Exercise requirements: Below are some records; copy each line in them that contains "PredictionFailed".

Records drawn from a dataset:
○ ○ ○

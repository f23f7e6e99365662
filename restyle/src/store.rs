//! Session store: completed job outcomes keyed by caller identifier.
//!
//! Records exist only for jobs that reached terminal success. Each insert
//! swaps in a whole `Arc<JobOutcome>`, so a reader sees either nothing or a
//! complete outcome. Two jobs sharing an identifier race, last write wins.

use std::sync::Arc;

use dashmap::DashMap;

use crate::job::JobOutcome;

pub trait SessionStore: Send + Sync {
    /// Store an outcome, replacing any previous one for the same identifier.
    /// Returns the replaced outcome.
    fn insert(&self, outcome: JobOutcome) -> Option<Arc<JobOutcome>>;

    fn get(&self, identifier: &str) -> Option<Arc<JobOutcome>>;

    fn len(&self) -> usize;

    fn is_empty(&self) -> bool {
        self.len() == 0
    }
}

/// Process-lifetime store. Nothing is ever evicted.
#[derive(Default)]
pub struct MemorySessionStore {
    records: DashMap<String, Arc<JobOutcome>>,
}

impl MemorySessionStore {
    pub fn new() -> Self {
        Self::default()
    }
}

impl SessionStore for MemorySessionStore {
    fn insert(&self, outcome: JobOutcome) -> Option<Arc<JobOutcome>> {
        self.records
            .insert(outcome.identifier.clone(), Arc::new(outcome))
    }

    fn get(&self, identifier: &str) -> Option<Arc<JobOutcome>> {
        self.records
            .get(identifier)
            .map(|entry| Arc::clone(entry.value()))
    }

    fn len(&self) -> usize {
        self.records.len()
    }
}
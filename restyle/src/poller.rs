//! Result poller: turns a job token into an artifact URL.
//!
//! Fixed-attempt polling. The attempt count is `timeout / interval`, decided
//! once up front. Every attempt sleeps first and probes second, so nothing is
//! probed at tick 0. Slow probes stretch real elapsed time past `timeout`.

use std::sync::Arc;
use std::time::Duration;

use async_trait::async_trait;

use crate::error::JobError;
use crate::job::JobToken;
use crate::predictor::StatusSource;

#[derive(Debug, Clone, Copy, PartialEq, Eq)]
pub struct PollConfig {
    /// Must be non-zero; `Config` rejects a zero `POLL_INTERVAL_MS`.
    pub interval: Duration,
    pub timeout: Duration,
}

impl Default for PollConfig {
    fn default() -> Self {
        Self {
            interval: Duration::from_millis(3000),
            timeout: Duration::from_millis(180_000),
        }
    }
}

impl PollConfig {
    /// Planned number of status probes. Always at least one.
    pub fn max_attempts(&self) -> u32 {
        let interval = self.interval.as_millis().max(1);
        let attempts = self.timeout.as_millis() / interval;
        attempts.clamp(1, u32::MAX as u128) as u32
    }
}

/// Waits between probes.
#[async_trait]
pub trait Sleeper: Send + Sync {
    async fn sleep(&self, duration: Duration);
}

pub struct TokioSleeper;

#[async_trait]
impl Sleeper for TokioSleeper {
    async fn sleep(&self, duration: Duration) {
        tokio::time::sleep(duration).await;
    }
}

pub struct ResultPoller {
    config: PollConfig,
    sleeper: Arc<dyn Sleeper>,
}

impl ResultPoller {
    pub fn new(config: PollConfig) -> Self {
        Self::with_sleeper(config, Arc::new(TokioSleeper))
    }

    pub fn with_sleeper(config: PollConfig, sleeper: Arc<dyn Sleeper>) -> Self {
        Self { config, sleeper }
    }

    pub fn config(&self) -> PollConfig {
        self.config
    }

    /// Poll until success, error, or the attempt budget runs out.
    pub async fn run<S>(&self, source: &S, token: &JobToken) -> Result<String, JobError>
    where
        S: StatusSource + ?Sized,
    {
        let max_attempts = self.config.max_attempts();

        for attempt in 1..=max_attempts {
            self.sleeper.sleep(self.config.interval).await;

            let report = match source.status(token).await {
                Ok(report) => report,
                Err(e) => {
                    tracing::warn!(
                        %token,
                        attempt,
                        max_attempts,
                        error = %e,
                        "Status check failed, counting as pending"
                    );
                    continue;
                }
            };

            let status = report.status();
            if status.is_success() {
                tracing::info!(%token, attempt, max_attempts, status = status.as_str(), "Prediction succeeded");
                return match report.artifact_url() {
                    Some(url) => Ok(url),
                    None => {
                        tracing::error!(%token, payload = %report.payload(), "Prediction succeeded without usable output");
                        Err(JobError::PredictionFailed(report.into_payload()))
                    }
                };
            }

            if status.is_error() {
                tracing::warn!(%token, attempt, max_attempts, status = status.as_str(), "Prediction failed");
                return Err(JobError::PredictionFailed(report.into_payload()));
            }

            tracing::debug!(
                %token,
                attempt,
                max_attempts,
                status = report.raw_status(),
                "Prediction pending"
            );
        }

        tracing::warn!(%token, max_attempts, "Prediction polling timed out");
        Err(JobError::PollTimeout {
            attempts: max_attempts,
        })
    }
}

○ ○ ○

Task response:
                        Err(JobError::PredictionFailed(report.into_payload()))
                return Err(JobError::PredictionFailed(report.into_payload()));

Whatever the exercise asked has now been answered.